This is amazing to see such a difference. A Move On release says over 10,000 took part in the town hall.

http://www.iowapolitics.com/index.Iml?Article=157842

"New Ad Campaign: Health Care Reform Must Include Choice of a Public Health Insurance Plan

Ad to Run In Home States of

Chair and Ranking Republican of Senate Finance Committee

Follows a 10,000 Person Online Town Hall Meeting Monday Night with

Dr. Howard Dean and MoveOn.org Political Action

A new 30 second television ad, running in Iowa, Montana and Washington, DC, uses humor to highlight the importance of including the choice of a public health insurance plan in any health care reform legislation. The ad, by MoveOn.org Civic Action, follows an online town hall meeting on the subject Monday night that over 10,000 people participated in – the highest attendance ever recorded by sister organization Moveon.org Political Action for an issue briefing. The ads will run in the home states of the chair and the ranking Republican of the Senate Finance Committee, as well as in Washington, DC, for one week. The public health insurance option has been vigorously opposed by the insurance industry and their allies in Congress."

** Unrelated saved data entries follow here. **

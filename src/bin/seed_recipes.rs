// ABOUTME: Recipe and ingredient catalog seeding utility
// ABOUTME: Loads a YAML seed file, categorizes ingredients and writes everything in one transaction
//
// Licensed under either of Apache License, Version 2.0 or MIT License at your option.
// Copyright ©2025 Async-IO.org

//! Recipe data seeder.
//!
//! Usage:
//! ```bash
//! # Seed from the bundled sample (uses DATABASE_URL from environment)
//! seed-recipes --file data/seed_recipes.yaml
//!
//! # Override database URL
//! seed-recipes --file data/seed_recipes.yaml --database-url sqlite:./data/fridge.db
//!
//! # Force re-seed (replaces existing data)
//! seed-recipes --file data/seed_recipes.yaml --force
//! ```

use std::path::PathBuf;

use anyhow::{Context, Result};
use clap::Parser;
use fridge_food_server::{
    config::environment::{DatabaseUrl, ServerConfig},
    database_plugins::{factory::Database, DatabaseProvider},
    logging::LoggingConfig,
    seed::{SeedFile, SeedPlan},
};
use tracing::info;

#[derive(Parser)]
#[command(
    name = "seed-recipes",
    about = "My Fridge Food Recipe Seeder",
    long_about = "Load ingredient categories and recipes from a YAML seed file into the recipe store"
)]
struct SeedArgs {
    /// Seed file (YAML)
    #[arg(long, short = 'f', default_value = "data/seed_recipes.yaml")]
    file: PathBuf,

    /// Database URL override
    #[arg(long)]
    database_url: Option<String>,

    /// Force re-seed even if data already exists
    #[arg(long)]
    force: bool,

    /// Enable verbose logging
    #[arg(long, short = 'v')]
    verbose: bool,
}

#[tokio::main]
async fn main() -> Result<()> {
    let args = SeedArgs::parse();

    let mut logging_config = LoggingConfig::for_cli("seed-recipes", args.verbose);
    if !args.verbose {
        logging_config.level = "info".into();
    }
    logging_config.init()?;

    info!("=== My Fridge Food Recipe Seeder ===");

    let seed_file = SeedFile::from_path(&args.file)
        .with_context(|| format!("Failed to load {}", args.file.display()))?;
    let plan = SeedPlan::build(&seed_file)?;
    info!(
        "Planned {} categories, {} ingredients, {} recipes",
        plan.categories.len(),
        plan.ingredients.len(),
        plan.recipes.len()
    );

    let config = ServerConfig::from_env()?;
    let database_url = args
        .database_url
        .map_or(config.database.url, |url| DatabaseUrl::parse_url(&url));

    info!("Connecting to database: {}", database_url);
    let database = Database::new(
        &database_url.to_connection_string(),
        config.database.max_connections,
    )
    .await?;
    database.migrate().await?;

    let existing = database.recipe_count().await?;
    if existing > 0 && !args.force {
        info!("Recipes already seeded ({existing} recipes). Use --force to re-seed.");
        return Ok(());
    }

    let summary = database.load_seed(&plan, args.force).await?;
    for (category, count) in plan.ingredients_per_category() {
        info!("  {category}: {count} ingredients");
    }
    info!(
        "Seeded {} categories, {} ingredients, {} recipes, {} links",
        summary.categories, summary.ingredients, summary.recipes, summary.links
    );

    Ok(())
}
// ABOUTME: Domain service layer for catalog and recipe matching logic
// ABOUTME: Keeps route handlers thin and the matching rules reusable from tests and benches
//
// Licensed under either of Apache License, Version 2.0 or MIT License at your option.
// Copyright ©2025 Async-IO.org

//! Domain service layer
//!
//! Business rules live here, independent of HTTP. Every service function is
//! generic over [`crate::database_plugins::DatabaseProvider`].

/// Catalog grouping
pub mod catalog;

/// Exact-cover recipe matching
pub mod matcher;

pub use catalog::load_catalog;
pub use matcher::find_recipes;
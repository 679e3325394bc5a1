// ABOUTME: Recipe matcher service returning recipes fully covered by a selection
// ABOUTME: Validates the request, resolves names to ids, then runs the exact-cover query
//
// Licensed under either of Apache License, Version 2.0 or MIT License at your option.
// Copyright ©2025 Async-IO.org

//! # Recipe Matching
//!
//! A recipe matches when every ingredient it requires is in the selection.
//! Extra selected ingredients never disqualify a recipe; a single missing
//! one always does. Matching takes two store round trips at most: name
//! resolution, then the cover query.

use fridge_core::constants::messages;
use fridge_core::errors::{AppError, AppResult};
use fridge_core::models::{Recipe, RecipeSearchRequest};
use tracing::debug;

use crate::database_plugins::DatabaseProvider;

/// Recipes whose full ingredient set is within the requested names
///
/// Unknown and blank names are ignored. If none of the names is known the
/// result is empty and no recipe query is issued.
///
/// # Errors
///
/// Returns `MissingRequiredField` when `ingredients` is absent or an empty
/// list, or a store error if either query fails
pub async fn find_recipes<DB: DatabaseProvider>(
    database: &DB,
    request: &RecipeSearchRequest,
) -> AppResult<Vec<Recipe>> {
    if request.is_empty() {
        return Err(AppError::missing_field(messages::NO_INGREDIENTS_PROVIDED));
    }

    let names = request.normalized_names();
    if names.is_empty() {
        debug!("Only blank ingredient names were requested");
        return Ok(Vec::new());
    }

    let ingredient_ids = database.resolve_ingredient_ids(&names).await?;
    if ingredient_ids.is_empty() {
        debug!(requested = names.len(), "No requested ingredient is in the catalog");
        return Ok(Vec::new());
    }

    let recipes = database.find_recipes_covered_by(&ingredient_ids).await?;
    debug!(
        requested = names.len(),
        resolved = ingredient_ids.len(),
        matched = recipes.len(),
        "Recipe match complete"
    );
    Ok(recipes)
}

But for two days I saw these figures...drastically different:

http://www.pww.org/article/articleview/15501/

"Winning a public health insurance option for all Americans is the “core fight” in the health care reform battle, former Gov. Howard Dean told more than 1,300 people in a national online conference organized by MoveOn.org. last night.

The Senate Finance Committee begins hearings on reforming health care coverage today, with conservatives in Congress and the insurance lobby waging “all-out war” on a public plan, MoveOn director Justin Ruben said."

So technically over 10,000 is more than 1,300, but there's a huge spread there.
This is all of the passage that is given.